**Work order**
Exact reproduction required: the lines below from the line with "bodies. Providers feed" to the line with "if let Some(chunk) = st.pending.pop_front()", both ends included, and no others.

**Supplied records**
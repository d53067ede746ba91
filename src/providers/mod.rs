//! LLM provider abstraction: unary and streaming calls behind one trait.
//!
//! Concrete providers are thin HTTP clients. Everything cross-cutting
//! (rate limiting, bulkheading, circuit breaking, retry, deadlines) lives
//! in [`resilience`], which wraps any provider in the same trait. The
//! registry is built once at startup and read-only afterwards.

pub mod anthropic;
pub mod openai;
pub mod resilience;

use crate::config::{ProviderConfig, ReliabilityConfig, Secrets};
use async_trait::async_trait;
use futures_util::Stream;
use serde::{Deserialize, Serialize};
use std::collections::HashMap;
use std::pin::Pin;
use std::sync::Arc;

// ── Requests & chunks ────────────────────────────────────────────

/// One fully composed chat call.
#[derive(Debug, Clone, PartialEq)]
pub struct ChatRequest {
    pub system: String,
    pub user: String,
    pub model: String,
    pub temperature: f64,
    pub max_tokens: u32,
}

/// A streaming reply fragment.
#[derive(Debug, Clone, PartialEq, Serialize, Deserialize)]
#[serde(tag = "type", rename_all = "snake_case")]
pub enum StreamChunk {
    /// Emitted once at stream start.
    Metadata { metadata: serde_json::Value },
    Content { content: String },
    Error { error: String },
    /// Terminal on every successful stream.
    Done,
}

pub type ChunkStream = Pin<Box<dyn Stream<Item = StreamChunk> + Send>>;

// ── Errors ───────────────────────────────────────────────────────

#[derive(Debug, Clone, thiserror::Error)]
pub enum ProviderError {
    /// The circuit breaker is open; the upstream was not invoked.
    #[error("provider '{provider}' circuit open")]
    CircuitOpen { provider: String },

    /// All retry attempts failed.
    #[error("provider '{provider}' failed after {attempts} attempts: {last}")]
    RetryExhausted {
        provider: String,
        attempts: u32,
        last: String,
    },

    #[error("provider call timed out after {seconds}s")]
    Timeout { seconds: u64 },

    #[error("provider returned HTTP {status}: {message}")]
    Http { status: u16, message: String },

    #[error("network error: {0}")]
    Network(String),

    #[error("provider '{0}' has no credentials")]
    MissingCredentials(String),

    #[error("unexpected provider response: {0}")]
    InvalidResponse(String),
}

impl ProviderError {
    /// Errors worth another attempt: transient network and 5xx/429.
    pub fn is_retryable(&self) -> bool {
        match self {
            Self::Network(_) | Self::Timeout { .. } => true,
            Self::Http { status, .. } => *status == 429 || *status >= 500,
            _ => false,
        }
    }
}

/// Strip anything that looks like a credential before an error string is
/// logged or surfaced.
pub fn sanitize_api_error(message: &str) -> String {
    let mut out = String::with_capacity(message.len());
    for token in message.split_whitespace() {
        let lowered = token.to_ascii_lowercase();
        if lowered.starts_with("sk-")
            || lowered.starts_with("bearer")
            || lowered.contains("api_key=")
            || lowered.contains("key=")
        {
            out.push_str("[redacted]");
        } else {
            out.push_str(token);
        }
        out.push(' ');
    }
    out.trim_end().to_string()
}

// ── Provider trait ───────────────────────────────────────────────

/// A registered LLM provider. Implementations are plain HTTP clients;
/// resilience is layered on top by [`resilience::ResilientProvider`].
#[async_trait]
pub trait Provider: Send + Sync {
    fn name(&self) -> &str;

    /// Unary call: whole reply or an error.
    async fn invoke(&self, request: &ChatRequest) -> Result<String, ProviderError>;

    /// Streaming call: lazy chunk sequence. A terminal [`StreamChunk::Done`]
    /// is emitted on success, [`StreamChunk::Error`] on failure. Dropping
    /// the stream aborts the in-flight provider call.
    async fn invoke_stream(&self, request: &ChatRequest) -> Result<ChunkStream, ProviderError>;
}

// ── Registry ─────────────────────────────────────────────────────

/// Closed map of providers, built at startup.
pub struct ProviderRegistry {
    providers: HashMap<String, Arc<dyn Provider>>,
    default_name: Option<String>,
}

impl ProviderRegistry {
    pub fn new() -> Self {
        Self {
            providers: HashMap::new(),
            default_name: None,
        }
    }

    pub fn register(&mut self, provider: Arc<dyn Provider>) {
        let name = provider.name().to_string();
        if self.default_name.is_none() {
            self.default_name = Some(name.clone());
        }
        self.providers.insert(name, provider);
    }

    /// Override the default provider; ignored if the name is unknown.
    pub fn set_default(&mut self, name: &str) {
        if self.providers.contains_key(name) {
            self.default_name = Some(name.to_string());
        }
    }

    pub fn get(&self, name: &str) -> Option<Arc<dyn Provider>> {
        self.providers.get(name).cloned()
    }

    pub fn default_provider(&self) -> Option<Arc<dyn Provider>> {
        self.default_name.as_deref().and_then(|n| self.get(n))
    }

    pub fn names(&self) -> Vec<String> {
        let mut names: Vec<String> = self.providers.keys().cloned().collect();
        names.sort();
        names
    }

    pub fn is_empty(&self) -> bool {
        self.providers.is_empty()
    }
}

impl Default for ProviderRegistry {
    fn default() -> Self {
        Self::new()
    }
}

/// Build the registry from config: each configured provider is wrapped in
/// the resilience chain; providers without credentials are skipped.
/// The `default` is the configured name when present, otherwise the first
/// provider that registered (config order).
pub fn build_registry(
    configs: &[ProviderConfig],
    secrets: &Secrets,
    reliability: &ReliabilityConfig,
    default_name: Option<&str>,
) -> ProviderRegistry {
    let mut registry = ProviderRegistry::new();

    for cfg in configs {
        let Some(api_key) = secrets.provider_key(&cfg.name) else {
            tracing::debug!(provider = %cfg.name, "skipping provider without credentials");
            continue;
        };

        let inner: Arc<dyn Provider> = match cfg.kind.as_str() {
            "anthropic" => Arc::new(anthropic::AnthropicProvider::new(
                cfg.name.clone(),
                cfg.base_url.clone(),
                api_key.to_string(),
                cfg.model.clone(),
            )),
            // "openai" covers every OpenAI-compatible endpoint (OpenRouter,
            // llama.cpp servers, vLLM).
            _ => Arc::new(openai::OpenAiProvider::new(
                cfg.name.clone(),
                cfg.base_url.clone(),
                api_key.to_string(),
                cfg.model.clone(),
            )),
        };

        let resilient = resilience::ResilientProvider::new(inner, reliability);
        registry.register(Arc::new(resilient));
        tracing::info!(provider = %cfg.name, kind = %cfg.kind, "provider registered");
    }

    if let Some(name) = default_name {
        registry.set_default(name);
    }

    registry
}

// ── SSE line buffering ───────────────────────────────────────────

/// Incremental line splitter for server-sent-event bodies. Providers feed
/// raw network chunks in and drain complete lines out; a partial trailing
/// line is kept until its newline arrives.
#[derive(Debug, Default)]
pub struct SseLineBuffer {
    buf: String,
}

impl SseLineBuffer {
    pub fn push(&mut self, bytes: &[u8]) {
        self.buf.push_str(&String::from_utf8_lossy(bytes));
    }

    /// Drain the next complete line, without its newline.
    pub fn next_line(&mut self) -> Option<String> {
        let pos = self.buf.find('\n')?;
        let mut line: String = self.buf.drain(..=pos).collect();
        while line.ends_with('\n') || line.ends_with('\r') {
            line.pop();
        }
        Some(line)
    }

    /// `data: …` payload of an SSE line, if it is a data line.
    pub fn data_payload(line: &str) -> Option<&str> {
        line.strip_prefix("data:").map(str::trim_start)
    }
}

/// Adapt a provider's SSE response body into a [`ChunkStream`].
///
/// `parse_line` maps one SSE line to at most one chunk. The stream ends
/// after the first `Done` or `Error`; a body that closes cleanly without a
/// terminal marker still yields `Done`, a transport failure yields `Error`.
pub(crate) fn sse_chunk_stream(
    response: reqwest::Response,
    parse_line: fn(&str) -> Option<StreamChunk>,
) -> ChunkStream {
    use futures_util::StreamExt;

    struct State {
        body: Pin<Box<dyn Stream<Item = reqwest::Result<bytes::Bytes>> + Send>>,
        buf: SseLineBuffer,
        pending: std::collections::VecDeque<StreamChunk>,
        finished: bool,
    }

    let state = State {
        body: Box::pin(response.bytes_stream()),
        buf: SseLineBuffer::default(),
        pending: std::collections::VecDeque::new(),
        finished: false,
    };

    Box::pin(futures_util::stream::unfold(state, move |mut st| async move {
        loop {
            if let Some(chunk) = st.pending.pop_front() {
                if matches!(chunk, StreamChunk::Done | StreamChunk::Error { .. }) {
                    st.finished = true;
                }
                return Some((chunk, st));
            }
            if st.finished {
                return None;
            }

            while let Some(line) = st.buf.next_line() {
                if let Some(chunk) = parse_line(&line) {
                    st.pending.push_back(chunk);
                }
            }
            if !st.pending.is_empty() {
                continue;
            }

            match st.body.next().await {
                Some(Ok(bytes)) => st.buf.push(&bytes),
                Some(Err(e)) => st.pending.push_back(StreamChunk::Error {
                    error: sanitize_api_error(&e.to_string()),
                }),
                None => st.pending.push_back(StreamChunk::Done),
            }
        }
    }))
}
//! The intervention selector: a pure, deterministic mapping from
//! (intent, context signals, policy) to (level, type).
//!
//! The selector never suspends and never touches I/O. All heuristic
//! constants live in [`SelectorTuning`] so tests can treat them as
//! parameters rather than laws.

use crate::domain::{
    Difficulty, Exercise, Intent, InterventionLevel, InterventionType, LearningPolicy,
    LearningProfile, ProductSpec, RunOutput,
};
use serde::{Deserialize, Serialize};

// ── Tuning ───────────────────────────────────────────────────────

/// Heuristic thresholds for level adjustment and escalation.
#[derive(Debug, Clone, Copy, PartialEq, Serialize, Deserialize)]
pub struct SelectorTuning {
    /// Above this hint-dependency, the learner leans on hints: keep level.
    pub high_dependency: f64,
    /// Below this dependency (with enough runs), the learner is independent:
    /// reduce level by one.
    pub low_dependency: f64,
    /// Minimum runs before the low-dependency reduction applies.
    pub independent_run_gate: u32,
    /// More failed tests than this raises the level to at least L2.
    pub failed_test_gate: u32,
    /// Spec progress above this fraction reduces the level by one.
    pub spec_progress_gate: f64,
    /// Consecutive same-level interventions before recommending escalation.
    pub escalation_window: u32,
    pub escalation_window_beginner: u32,
    pub escalation_window_advanced: u32,
}

impl Default for SelectorTuning {
    fn default() -> Self {
        Self {
            high_dependency: 0.5,
            low_dependency: 0.2,
            independent_run_gate: 10,
            failed_test_gate: 3,
            spec_progress_gate: 0.5,
            escalation_window: 3,
            escalation_window_beginner: 4,
            escalation_window_advanced: 2,
        }
    }
}

// ── Input & output ───────────────────────────────────────────────

/// Everything the selector may consult besides intent and policy.
#[derive(Debug, Clone, Default)]
pub struct SelectionContext<'a> {
    pub exercise: Option<&'a Exercise>,
    pub profile: Option<&'a LearningProfile>,
    pub run_output: Option<&'a RunOutput>,
    pub spec: Option<&'a ProductSpec>,
    /// Acceptance criterion currently anchoring feedback.
    pub focus_criterion: Option<&'a str>,
    /// Consecutive same-level interventions with no passing run between,
    /// taken from the session aggregate.
    pub consecutive_same_level: u32,
}

#[derive(Debug, Clone, Copy, PartialEq, Eq, Serialize, Deserialize)]
pub struct Selection {
    pub level: InterventionLevel,
    pub kind: InterventionType,
}

// ── Selector ─────────────────────────────────────────────────────

#[derive(Debug, Clone, Default)]
pub struct Selector {
    tuning: SelectorTuning,
}

impl Selector {
    pub fn new(tuning: SelectorTuning) -> Self {
        Self { tuning }
    }

    pub fn tuning(&self) -> &SelectorTuning {
        &self.tuning
    }

    /// Map a normal (non-escalate) pairing intent to a level and type.
    ///
    /// Adjustments apply in a fixed order — difficulty, profile, run
    /// output, spec progress — and the result is clamped to the policy
    /// cap last. A green run short-circuits to L0 no matter the intent.
    pub fn select(
        &self,
        intent: Intent,
        ctx: &SelectionContext<'_>,
        policy: &LearningPolicy,
    ) -> Selection {
        let mut level = base_level(intent);

        // 1. Exercise difficulty.
        if let Some(exercise) = ctx.exercise {
            if exercise.difficulty == Difficulty::Advanced {
                level = level.lowered();
            }
        }

        // 2. Learner profile.
        if let Some(profile) = ctx.profile {
            let dependency = profile.hint_dependency();
            if dependency < self.tuning.low_dependency
                && profile.total_runs > self.tuning.independent_run_gate
            {
                level = level.lowered();
            }
            // High dependency keeps the level as-is.
        }

        // 3. Run output.
        let mut forced_floor = false;
        if let Some(output) = ctx.run_output {
            if output.all_tests_passed() {
                return Selection {
                    level: InterventionLevel::Clarify,
                    kind: kind_for(InterventionLevel::Clarify, intent),
                };
            }
            let broken_build = !output.build_errors.is_empty();
            let many_failures = output.tests_failed > self.tuning.failed_test_gate;
            let stuck_on_red = intent == Intent::Stuck && output.tests_failed > 0;
            if broken_build || many_failures || stuck_on_red {
                if level < InterventionLevel::LocationConcept {
                    level = InterventionLevel::LocationConcept;
                }
                forced_floor = true;
            }
        }

        // 4. Spec progress.
        if let Some(spec) = ctx.spec {
            if ctx.focus_criterion.is_none()
                && spec.satisfied_fraction() > self.tuning.spec_progress_gate
                && !forced_floor
                && level > InterventionLevel::CategoryHint
            {
                level = level.lowered();
            }
        }

        // Escalation window: a stalled streak earns one level, still short
        // of the gated band.
        if self.escalation_recommended(ctx) {
            let bumped = level.raised();
            if !bumped.is_gated() {
                level = bumped;
            }
        }

        // 5. Clamp to the contract.
        if level > policy.max_level {
            level = policy.max_level;
        }

        Selection {
            level,
            kind: kind_for(level, intent),
        }
    }

    /// Level/type for an explicitly justified escalation. Validation of the
    /// justification happens in the orchestrator; this only shapes output.
    pub fn select_escalation(&self, level: InterventionLevel) -> Selection {
        Selection {
            level,
            kind: InterventionType::Snippet,
        }
    }

    /// Whether the session's same-level streak has exhausted the window.
    pub fn escalation_recommended(&self, ctx: &SelectionContext<'_>) -> bool {
        let mut window = match ctx.exercise.map(|e| e.difficulty) {
            Some(Difficulty::Beginner) => self.tuning.escalation_window_beginner,
            Some(Difficulty::Advanced) => self.tuning.escalation_window_advanced,
            _ => self.tuning.escalation_window,
        };
        if let Some(profile) = ctx.profile {
            if profile.hint_dependency() > self.tuning.high_dependency {
                window = window.saturating_sub(1);
            }
        }
        window = window.max(1);
        ctx.consecutive_same_level >= window
    }
}

fn base_level(intent: Intent) -> InterventionLevel {
    match intent {
        Intent::Hint | Intent::Next => InterventionLevel::CategoryHint,
        Intent::Review | Intent::Stuck | Intent::Explain => InterventionLevel::LocationConcept,
        // Escalation never reaches the base table; the orchestrator routes
        // it through `select_escalation`.
        Intent::Escalate => InterventionLevel::LocationConcept,
    }
}

fn kind_for(level: InterventionLevel, intent: Intent) -> InterventionType {
    match level {
        InterventionLevel::Clarify => InterventionType::Question,
        InterventionLevel::CategoryHint => InterventionType::Hint,
        InterventionLevel::LocationConcept => {
            if intent == Intent::Review {
                InterventionType::Critique
            } else {
                InterventionType::Nudge
            }
        }
        InterventionLevel::ConstrainedSnippet => {
            if intent == Intent::Explain {
                InterventionType::Explain
            } else {
                InterventionType::Snippet
            }
        }
        InterventionLevel::PartialSolution | InterventionLevel::FullSolution => {
            InterventionType::Snippet
        }
    }
}
fn authorized(state: &AppState, headers: &HeaderMap) -> bool {
    let Some(ref expected) = state.api_token else {
        return true;
    };
    let presented = headers
        .get(header::AUTHORIZATION)
        .and_then(|v| v.to_str().ok())
        .and_then(|v| v.strip_prefix("Bearer "))
        .unwrap_or("");
    constant_time_eq(presented, expected)
}

fn unauthorized() -> Response {
    (
        StatusCode::UNAUTHORIZED,
        Json(serde_json::json!({
            "error": "auth required — send Authorization: Bearer <token>",
            "status": 401,
        })),
    )
        .into_response()
}

// ── Error mapping ────────────────────────────────────────────────

fn error_response(err: &PairingError) -> Response {
    let status = StatusCode::from_u16(err.status_code()).unwrap_or(StatusCode::INTERNAL_SERVER_ERROR);
    let mut body = serde_json::json!({
        "error": err.kind(),
        "status": err.status_code(),
        "details": err.to_string(),
    });
    if let PairingError::CooldownActive { remaining_seconds } = err {
        body["cooldown_remaining"] = serde_json::json!(remaining_seconds);
    }
    if matches!(err, PairingError::Internal(_)) {
        tracing::error!("internal error: {err}");
        // Internal detail stays in the logs.
        body["details"] = serde_json::json!("internal error");
    }
    (status, Json(body)).into_response()
}

fn parse_session_id(raw: &str) -> Result<Uuid, Response> {
    raw.parse::<Uuid>().map_err(|_| {
        error_response(&PairingError::InvalidRequest(format!(
            "invalid session id: {raw}"
        )))
    })
}

// ── Handlers ─────────────────────────────────────────────────────

async fn handle_health() -> impl IntoResponse {
    Json(serde_json::json!({"status": "healthy"}))
}

async fn handle_status(State(state): State<AppState>) -> impl IntoResponse {
    Json(serde_json::json!({
        "status": "ok",
        "version": env!("CARGO_PKG_VERSION"),
        "providers": state.provider_names,
        "runner": state.runner,
    }))
}

#[derive(Deserialize, Default)]
struct CreateSessionBody {
    exercise_id: Option<String>,
    spec_path: Option<String>,
    intent: Option<String>,
    track: Option<String>,
}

**Solution to the problem**
/// Incremental line splitter for server-sent-event bodies. Providers feed
/// raw network chunks in and drain complete lines out; a partial trailing
/// line is kept until its newline arrives.
#[derive(Debug, Default)]
pub struct SseLineBuffer {
    buf: String,
}

impl SseLineBuffer {
    pub fn push(&mut self, bytes: &[u8]) {
        self.buf.push_str(&String::from_utf8_lossy(bytes));
    }

    /// Drain the next complete line, without its newline.
    pub fn next_line(&mut self) -> Option<String> {
        let pos = self.buf.find('\n')?;
        let mut line: String = self.buf.drain(..=pos).collect();
        while line.ends_with('\n') || line.ends_with('\r') {
            line.pop();
        }
        Some(line)
    }

    /// `data: …` payload of an SSE line, if it is a data line.
    pub fn data_payload(line: &str) -> Option<&str> {
        line.strip_prefix("data:").map(str::trim_start)
    }
}

/// Adapt a provider's SSE response body into a [`ChunkStream`].
///
/// `parse_line` maps one SSE line to at most one chunk. The stream ends
/// after the first `Done` or `Error`; a body that closes cleanly without a
/// terminal marker still yields `Done`, a transport failure yields `Error`.
pub(crate) fn sse_chunk_stream(
    response: reqwest::Response,
    parse_line: fn(&str) -> Option<StreamChunk>,
) -> ChunkStream {
    use futures_util::StreamExt;

    struct State {
        body: Pin<Box<dyn Stream<Item = reqwest::Result<bytes::Bytes>> + Send>>,
        buf: SseLineBuffer,
        pending: std::collections::VecDeque<StreamChunk>,
        finished: bool,
    }

    let state = State {
        body: Box::pin(response.bytes_stream()),
        buf: SseLineBuffer::default(),
        pending: std::collections::VecDeque::new(),
        finished: false,
    };

    Box::pin(futures_util::stream::unfold(state, move |mut st| async move {
        loop {
            if let Some(chunk) = st.pending.pop_front() {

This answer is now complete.